THE DATA section start

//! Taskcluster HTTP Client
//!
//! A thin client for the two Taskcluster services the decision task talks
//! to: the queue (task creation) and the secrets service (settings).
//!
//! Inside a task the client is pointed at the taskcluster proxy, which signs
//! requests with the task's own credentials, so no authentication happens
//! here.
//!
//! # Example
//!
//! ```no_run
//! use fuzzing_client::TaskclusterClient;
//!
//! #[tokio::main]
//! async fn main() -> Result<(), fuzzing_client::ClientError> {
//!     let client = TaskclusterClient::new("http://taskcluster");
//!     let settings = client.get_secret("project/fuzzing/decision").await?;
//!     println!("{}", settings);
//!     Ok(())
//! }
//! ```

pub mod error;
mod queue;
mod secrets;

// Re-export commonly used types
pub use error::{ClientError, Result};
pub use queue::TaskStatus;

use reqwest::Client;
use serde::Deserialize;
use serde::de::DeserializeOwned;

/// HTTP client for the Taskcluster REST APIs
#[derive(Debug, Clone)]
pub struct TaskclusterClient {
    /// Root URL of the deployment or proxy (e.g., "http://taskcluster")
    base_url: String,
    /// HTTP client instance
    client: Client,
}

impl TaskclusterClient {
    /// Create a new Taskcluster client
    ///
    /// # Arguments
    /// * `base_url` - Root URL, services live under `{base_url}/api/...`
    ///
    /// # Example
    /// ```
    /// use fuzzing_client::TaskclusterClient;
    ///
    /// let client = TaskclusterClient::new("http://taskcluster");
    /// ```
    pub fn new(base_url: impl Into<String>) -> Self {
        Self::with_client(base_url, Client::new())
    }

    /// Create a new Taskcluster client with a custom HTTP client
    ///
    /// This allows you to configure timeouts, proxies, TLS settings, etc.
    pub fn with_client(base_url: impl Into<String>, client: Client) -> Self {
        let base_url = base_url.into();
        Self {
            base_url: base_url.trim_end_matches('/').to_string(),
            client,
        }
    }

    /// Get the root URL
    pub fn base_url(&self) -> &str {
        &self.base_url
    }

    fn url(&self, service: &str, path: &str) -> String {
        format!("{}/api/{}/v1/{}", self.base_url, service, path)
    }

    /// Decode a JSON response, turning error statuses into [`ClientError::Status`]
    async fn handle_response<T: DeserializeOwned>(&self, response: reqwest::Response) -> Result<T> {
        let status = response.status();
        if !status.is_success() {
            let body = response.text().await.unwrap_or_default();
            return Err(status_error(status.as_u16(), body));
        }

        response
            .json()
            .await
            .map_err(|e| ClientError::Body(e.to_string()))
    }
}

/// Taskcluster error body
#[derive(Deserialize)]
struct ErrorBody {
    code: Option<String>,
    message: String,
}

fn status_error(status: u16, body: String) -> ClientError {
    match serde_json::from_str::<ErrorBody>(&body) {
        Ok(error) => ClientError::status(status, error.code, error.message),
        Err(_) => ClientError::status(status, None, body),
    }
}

THE DATA section end
THE DATA section start

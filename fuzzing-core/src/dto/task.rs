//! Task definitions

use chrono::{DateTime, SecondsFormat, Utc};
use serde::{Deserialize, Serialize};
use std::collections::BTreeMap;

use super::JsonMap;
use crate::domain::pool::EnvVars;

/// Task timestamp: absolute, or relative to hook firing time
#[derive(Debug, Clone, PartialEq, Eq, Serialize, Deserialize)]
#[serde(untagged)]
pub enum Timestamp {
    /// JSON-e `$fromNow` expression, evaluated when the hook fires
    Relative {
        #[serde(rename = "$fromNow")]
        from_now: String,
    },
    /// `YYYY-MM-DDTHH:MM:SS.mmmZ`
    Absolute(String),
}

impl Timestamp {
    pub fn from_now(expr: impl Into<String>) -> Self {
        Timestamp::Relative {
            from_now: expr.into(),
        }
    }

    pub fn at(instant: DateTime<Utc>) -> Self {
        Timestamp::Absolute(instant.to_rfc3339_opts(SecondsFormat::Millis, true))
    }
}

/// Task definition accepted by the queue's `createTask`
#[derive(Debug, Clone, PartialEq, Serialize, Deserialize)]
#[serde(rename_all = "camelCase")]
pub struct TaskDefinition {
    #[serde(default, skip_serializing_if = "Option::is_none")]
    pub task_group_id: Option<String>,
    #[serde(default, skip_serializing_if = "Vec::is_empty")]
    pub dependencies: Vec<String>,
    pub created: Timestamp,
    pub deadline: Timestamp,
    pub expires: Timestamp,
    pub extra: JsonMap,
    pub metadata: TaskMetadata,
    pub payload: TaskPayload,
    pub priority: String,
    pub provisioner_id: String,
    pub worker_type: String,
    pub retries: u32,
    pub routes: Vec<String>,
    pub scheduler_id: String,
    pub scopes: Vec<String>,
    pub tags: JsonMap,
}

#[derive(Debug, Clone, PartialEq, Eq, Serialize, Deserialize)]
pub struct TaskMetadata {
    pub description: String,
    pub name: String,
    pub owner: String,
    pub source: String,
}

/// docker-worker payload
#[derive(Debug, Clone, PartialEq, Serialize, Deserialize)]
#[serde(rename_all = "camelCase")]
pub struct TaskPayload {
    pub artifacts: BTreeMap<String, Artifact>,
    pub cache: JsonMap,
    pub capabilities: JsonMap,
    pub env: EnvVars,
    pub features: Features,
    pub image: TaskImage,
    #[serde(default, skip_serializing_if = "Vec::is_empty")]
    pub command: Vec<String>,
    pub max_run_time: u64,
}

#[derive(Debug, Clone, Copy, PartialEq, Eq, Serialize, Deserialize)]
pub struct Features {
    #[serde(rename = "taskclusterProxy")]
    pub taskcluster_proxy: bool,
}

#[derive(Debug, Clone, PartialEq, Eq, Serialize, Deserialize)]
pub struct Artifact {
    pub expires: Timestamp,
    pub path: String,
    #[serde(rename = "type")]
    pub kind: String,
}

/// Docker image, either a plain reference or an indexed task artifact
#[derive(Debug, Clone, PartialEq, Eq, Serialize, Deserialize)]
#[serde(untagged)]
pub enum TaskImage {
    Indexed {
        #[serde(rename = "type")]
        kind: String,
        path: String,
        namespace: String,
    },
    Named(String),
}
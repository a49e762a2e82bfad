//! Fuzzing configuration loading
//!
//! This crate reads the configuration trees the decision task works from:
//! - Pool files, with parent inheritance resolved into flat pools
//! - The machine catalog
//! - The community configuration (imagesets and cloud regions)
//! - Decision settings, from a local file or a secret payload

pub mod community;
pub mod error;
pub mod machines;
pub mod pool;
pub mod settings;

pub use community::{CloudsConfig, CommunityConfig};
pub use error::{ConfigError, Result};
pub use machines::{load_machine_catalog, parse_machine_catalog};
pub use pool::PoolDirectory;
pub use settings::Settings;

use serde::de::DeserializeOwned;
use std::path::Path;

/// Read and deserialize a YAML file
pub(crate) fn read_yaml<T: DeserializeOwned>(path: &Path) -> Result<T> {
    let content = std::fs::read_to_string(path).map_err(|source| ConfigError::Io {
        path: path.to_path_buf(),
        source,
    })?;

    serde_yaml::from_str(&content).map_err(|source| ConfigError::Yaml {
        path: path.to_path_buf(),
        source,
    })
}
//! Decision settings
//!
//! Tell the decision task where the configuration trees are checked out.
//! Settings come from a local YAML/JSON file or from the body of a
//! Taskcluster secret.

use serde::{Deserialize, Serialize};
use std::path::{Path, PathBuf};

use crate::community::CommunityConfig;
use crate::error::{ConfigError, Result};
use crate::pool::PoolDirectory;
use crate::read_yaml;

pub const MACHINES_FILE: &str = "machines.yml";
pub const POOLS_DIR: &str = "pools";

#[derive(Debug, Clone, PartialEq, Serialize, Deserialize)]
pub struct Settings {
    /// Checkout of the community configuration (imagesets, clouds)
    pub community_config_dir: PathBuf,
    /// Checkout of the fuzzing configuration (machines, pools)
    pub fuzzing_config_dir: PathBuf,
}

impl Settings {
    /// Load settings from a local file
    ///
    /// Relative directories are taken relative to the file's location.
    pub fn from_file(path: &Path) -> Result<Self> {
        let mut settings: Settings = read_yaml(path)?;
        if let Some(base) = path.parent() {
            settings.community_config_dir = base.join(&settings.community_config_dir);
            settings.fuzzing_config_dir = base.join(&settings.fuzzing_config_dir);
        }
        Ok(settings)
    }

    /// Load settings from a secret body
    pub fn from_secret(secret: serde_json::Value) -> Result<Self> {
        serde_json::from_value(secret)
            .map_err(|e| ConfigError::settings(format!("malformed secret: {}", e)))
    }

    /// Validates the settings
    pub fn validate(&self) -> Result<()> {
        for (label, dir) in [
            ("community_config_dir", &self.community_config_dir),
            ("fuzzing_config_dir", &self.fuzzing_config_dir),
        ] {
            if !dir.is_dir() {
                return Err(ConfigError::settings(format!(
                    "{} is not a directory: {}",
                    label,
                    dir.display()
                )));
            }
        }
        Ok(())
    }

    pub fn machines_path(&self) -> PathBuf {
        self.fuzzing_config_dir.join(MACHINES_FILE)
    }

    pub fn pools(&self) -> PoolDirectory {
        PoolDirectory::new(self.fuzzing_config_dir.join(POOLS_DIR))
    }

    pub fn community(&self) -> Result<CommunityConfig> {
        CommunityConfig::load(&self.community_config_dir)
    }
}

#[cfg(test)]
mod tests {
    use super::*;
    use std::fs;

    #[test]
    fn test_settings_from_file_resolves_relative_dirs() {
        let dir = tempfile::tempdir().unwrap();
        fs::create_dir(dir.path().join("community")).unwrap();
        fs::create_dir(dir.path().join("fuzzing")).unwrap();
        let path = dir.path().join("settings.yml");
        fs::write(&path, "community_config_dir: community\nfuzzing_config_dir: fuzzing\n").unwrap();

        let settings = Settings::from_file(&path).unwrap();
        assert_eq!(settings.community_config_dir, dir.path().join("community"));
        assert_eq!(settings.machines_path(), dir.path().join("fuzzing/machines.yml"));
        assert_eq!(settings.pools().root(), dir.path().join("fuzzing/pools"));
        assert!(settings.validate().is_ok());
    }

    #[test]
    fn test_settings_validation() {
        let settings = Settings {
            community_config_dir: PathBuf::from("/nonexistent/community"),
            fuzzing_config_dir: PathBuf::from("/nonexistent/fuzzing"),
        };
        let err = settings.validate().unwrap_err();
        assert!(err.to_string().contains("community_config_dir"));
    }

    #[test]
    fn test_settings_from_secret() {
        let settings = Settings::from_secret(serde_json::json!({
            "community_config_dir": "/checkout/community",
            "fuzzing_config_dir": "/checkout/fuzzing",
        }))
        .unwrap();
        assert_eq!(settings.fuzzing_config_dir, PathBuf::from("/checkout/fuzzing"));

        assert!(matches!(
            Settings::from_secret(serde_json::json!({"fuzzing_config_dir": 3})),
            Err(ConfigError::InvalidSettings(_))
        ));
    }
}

THE DATA section end
THE DATA section start

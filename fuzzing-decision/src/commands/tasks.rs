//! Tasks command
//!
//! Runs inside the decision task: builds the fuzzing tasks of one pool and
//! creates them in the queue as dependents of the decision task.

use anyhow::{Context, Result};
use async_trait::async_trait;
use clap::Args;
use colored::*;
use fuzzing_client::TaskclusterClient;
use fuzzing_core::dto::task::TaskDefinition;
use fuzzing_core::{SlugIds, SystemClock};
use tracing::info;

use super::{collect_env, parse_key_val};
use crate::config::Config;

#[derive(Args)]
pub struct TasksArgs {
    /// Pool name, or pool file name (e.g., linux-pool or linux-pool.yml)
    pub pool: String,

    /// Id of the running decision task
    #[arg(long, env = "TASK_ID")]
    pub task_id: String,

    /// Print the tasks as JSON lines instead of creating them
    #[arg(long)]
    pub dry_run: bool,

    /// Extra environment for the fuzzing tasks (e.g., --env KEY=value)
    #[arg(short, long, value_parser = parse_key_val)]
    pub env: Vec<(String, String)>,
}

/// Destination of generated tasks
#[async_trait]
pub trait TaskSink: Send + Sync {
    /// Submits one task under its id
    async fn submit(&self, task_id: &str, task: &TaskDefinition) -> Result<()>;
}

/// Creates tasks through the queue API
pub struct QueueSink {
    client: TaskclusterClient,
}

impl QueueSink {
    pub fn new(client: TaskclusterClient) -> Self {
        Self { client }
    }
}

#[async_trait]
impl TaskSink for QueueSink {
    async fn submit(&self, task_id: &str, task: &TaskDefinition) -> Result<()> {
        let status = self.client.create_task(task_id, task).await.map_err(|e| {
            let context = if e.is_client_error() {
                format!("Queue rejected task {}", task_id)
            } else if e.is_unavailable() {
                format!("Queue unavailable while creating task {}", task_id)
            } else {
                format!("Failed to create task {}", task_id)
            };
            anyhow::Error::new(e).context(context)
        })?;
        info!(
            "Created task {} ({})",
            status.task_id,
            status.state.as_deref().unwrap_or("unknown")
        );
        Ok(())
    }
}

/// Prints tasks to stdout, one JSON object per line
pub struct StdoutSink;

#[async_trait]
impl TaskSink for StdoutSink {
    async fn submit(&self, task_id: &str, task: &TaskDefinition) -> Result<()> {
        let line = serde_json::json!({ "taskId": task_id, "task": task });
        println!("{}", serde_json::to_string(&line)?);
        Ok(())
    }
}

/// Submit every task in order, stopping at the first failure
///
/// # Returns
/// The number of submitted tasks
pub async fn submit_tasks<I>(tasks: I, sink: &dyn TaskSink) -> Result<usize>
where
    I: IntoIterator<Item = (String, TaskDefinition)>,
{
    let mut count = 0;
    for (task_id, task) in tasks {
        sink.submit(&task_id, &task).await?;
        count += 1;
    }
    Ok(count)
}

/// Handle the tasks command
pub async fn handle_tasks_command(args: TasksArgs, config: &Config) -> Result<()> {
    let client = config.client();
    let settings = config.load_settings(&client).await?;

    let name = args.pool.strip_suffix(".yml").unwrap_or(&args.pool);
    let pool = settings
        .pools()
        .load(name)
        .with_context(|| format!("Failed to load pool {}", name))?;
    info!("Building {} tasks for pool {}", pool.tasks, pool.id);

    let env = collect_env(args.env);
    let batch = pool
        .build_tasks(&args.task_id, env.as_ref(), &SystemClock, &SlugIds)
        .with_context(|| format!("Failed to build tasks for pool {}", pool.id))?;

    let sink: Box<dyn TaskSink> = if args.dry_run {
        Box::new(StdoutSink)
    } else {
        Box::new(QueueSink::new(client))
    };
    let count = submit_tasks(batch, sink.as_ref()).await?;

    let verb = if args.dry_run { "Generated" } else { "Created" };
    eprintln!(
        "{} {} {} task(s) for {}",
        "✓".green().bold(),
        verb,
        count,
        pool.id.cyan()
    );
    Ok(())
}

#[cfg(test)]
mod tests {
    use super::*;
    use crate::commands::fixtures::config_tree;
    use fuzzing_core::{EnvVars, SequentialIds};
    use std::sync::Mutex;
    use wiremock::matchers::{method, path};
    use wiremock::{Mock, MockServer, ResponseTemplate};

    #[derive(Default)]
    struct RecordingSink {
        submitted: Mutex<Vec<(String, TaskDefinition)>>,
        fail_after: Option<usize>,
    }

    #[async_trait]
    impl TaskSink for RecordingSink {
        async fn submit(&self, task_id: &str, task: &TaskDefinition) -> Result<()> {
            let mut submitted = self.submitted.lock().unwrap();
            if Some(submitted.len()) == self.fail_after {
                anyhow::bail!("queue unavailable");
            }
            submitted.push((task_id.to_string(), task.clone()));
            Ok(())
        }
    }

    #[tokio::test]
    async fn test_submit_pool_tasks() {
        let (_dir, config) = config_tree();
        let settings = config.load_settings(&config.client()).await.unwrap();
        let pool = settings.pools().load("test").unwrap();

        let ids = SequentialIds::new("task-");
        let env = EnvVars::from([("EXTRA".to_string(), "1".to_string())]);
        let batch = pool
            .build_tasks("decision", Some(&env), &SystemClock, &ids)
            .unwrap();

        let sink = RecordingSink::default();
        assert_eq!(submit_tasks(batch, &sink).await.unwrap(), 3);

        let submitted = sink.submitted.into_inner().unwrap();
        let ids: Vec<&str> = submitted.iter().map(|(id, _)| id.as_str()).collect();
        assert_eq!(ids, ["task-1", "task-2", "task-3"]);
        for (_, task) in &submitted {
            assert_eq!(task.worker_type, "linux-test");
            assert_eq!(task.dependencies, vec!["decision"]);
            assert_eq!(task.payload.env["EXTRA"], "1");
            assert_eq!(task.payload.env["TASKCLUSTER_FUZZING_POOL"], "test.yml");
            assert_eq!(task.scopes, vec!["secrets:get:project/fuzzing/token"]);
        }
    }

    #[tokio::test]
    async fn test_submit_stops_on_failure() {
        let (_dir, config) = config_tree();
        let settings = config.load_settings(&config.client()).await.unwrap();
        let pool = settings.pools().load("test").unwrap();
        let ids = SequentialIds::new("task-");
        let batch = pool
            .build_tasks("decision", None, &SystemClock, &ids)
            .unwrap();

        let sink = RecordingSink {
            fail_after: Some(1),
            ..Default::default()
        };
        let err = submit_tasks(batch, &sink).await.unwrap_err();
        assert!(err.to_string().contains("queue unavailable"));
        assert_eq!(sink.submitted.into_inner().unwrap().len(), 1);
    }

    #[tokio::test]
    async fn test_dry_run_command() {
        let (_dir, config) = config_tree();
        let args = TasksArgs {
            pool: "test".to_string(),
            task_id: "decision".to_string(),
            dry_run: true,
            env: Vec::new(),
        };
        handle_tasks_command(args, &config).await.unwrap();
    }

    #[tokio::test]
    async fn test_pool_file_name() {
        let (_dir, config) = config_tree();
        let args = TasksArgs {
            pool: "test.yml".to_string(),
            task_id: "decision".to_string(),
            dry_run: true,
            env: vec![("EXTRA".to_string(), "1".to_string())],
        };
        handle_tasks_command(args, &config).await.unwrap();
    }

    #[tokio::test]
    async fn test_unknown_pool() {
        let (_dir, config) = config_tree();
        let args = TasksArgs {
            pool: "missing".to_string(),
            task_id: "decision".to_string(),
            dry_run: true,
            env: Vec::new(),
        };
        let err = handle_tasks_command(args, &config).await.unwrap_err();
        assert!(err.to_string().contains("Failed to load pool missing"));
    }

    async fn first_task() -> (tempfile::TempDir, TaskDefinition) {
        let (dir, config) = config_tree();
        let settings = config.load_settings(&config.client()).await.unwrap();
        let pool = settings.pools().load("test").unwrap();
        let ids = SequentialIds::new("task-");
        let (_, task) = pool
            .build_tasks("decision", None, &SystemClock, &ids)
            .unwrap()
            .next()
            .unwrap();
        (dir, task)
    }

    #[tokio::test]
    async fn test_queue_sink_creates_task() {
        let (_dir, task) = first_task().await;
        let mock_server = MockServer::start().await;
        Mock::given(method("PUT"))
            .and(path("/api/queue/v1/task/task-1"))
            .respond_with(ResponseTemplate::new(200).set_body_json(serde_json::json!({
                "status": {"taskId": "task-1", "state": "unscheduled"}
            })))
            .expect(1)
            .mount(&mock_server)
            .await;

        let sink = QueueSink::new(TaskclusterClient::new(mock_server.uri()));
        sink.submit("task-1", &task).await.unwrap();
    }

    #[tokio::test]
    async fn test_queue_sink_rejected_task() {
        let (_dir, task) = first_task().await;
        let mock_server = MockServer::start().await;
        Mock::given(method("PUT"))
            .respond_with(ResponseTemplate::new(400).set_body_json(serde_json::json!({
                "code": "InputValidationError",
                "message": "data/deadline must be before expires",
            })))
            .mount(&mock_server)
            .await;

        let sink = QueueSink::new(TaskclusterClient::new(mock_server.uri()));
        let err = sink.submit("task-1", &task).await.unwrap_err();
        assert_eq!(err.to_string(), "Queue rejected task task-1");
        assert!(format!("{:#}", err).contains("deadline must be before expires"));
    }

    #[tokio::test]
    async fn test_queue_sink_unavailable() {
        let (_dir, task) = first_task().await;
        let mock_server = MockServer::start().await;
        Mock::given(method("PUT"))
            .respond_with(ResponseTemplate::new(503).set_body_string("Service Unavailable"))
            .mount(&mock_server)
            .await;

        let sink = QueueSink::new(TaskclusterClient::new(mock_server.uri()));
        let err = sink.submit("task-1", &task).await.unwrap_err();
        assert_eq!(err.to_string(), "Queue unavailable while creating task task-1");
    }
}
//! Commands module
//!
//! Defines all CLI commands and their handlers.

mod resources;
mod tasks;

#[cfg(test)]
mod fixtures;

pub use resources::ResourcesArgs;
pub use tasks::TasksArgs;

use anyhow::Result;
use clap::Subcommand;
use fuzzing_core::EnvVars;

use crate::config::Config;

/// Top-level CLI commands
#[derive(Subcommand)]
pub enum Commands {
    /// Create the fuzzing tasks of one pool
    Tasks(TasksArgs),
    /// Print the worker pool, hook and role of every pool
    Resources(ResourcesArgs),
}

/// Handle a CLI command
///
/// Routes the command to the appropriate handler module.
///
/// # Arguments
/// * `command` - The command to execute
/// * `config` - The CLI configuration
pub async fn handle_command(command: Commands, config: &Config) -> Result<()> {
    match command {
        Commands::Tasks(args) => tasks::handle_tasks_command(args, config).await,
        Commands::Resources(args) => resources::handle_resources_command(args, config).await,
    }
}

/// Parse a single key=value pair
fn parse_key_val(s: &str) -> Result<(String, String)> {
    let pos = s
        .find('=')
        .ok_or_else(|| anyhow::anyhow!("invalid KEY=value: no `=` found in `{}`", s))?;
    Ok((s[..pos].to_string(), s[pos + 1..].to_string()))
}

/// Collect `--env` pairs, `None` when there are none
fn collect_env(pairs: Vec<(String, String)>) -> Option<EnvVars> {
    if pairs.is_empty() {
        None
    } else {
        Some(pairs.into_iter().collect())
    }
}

THE DATA section end

### REQUIRED WORK
Report each line above containing the string "const".

### REPLY
pub const MACHINES_FILE: &str = "machines.yml";
pub const POOLS_DIR: &str = "pools";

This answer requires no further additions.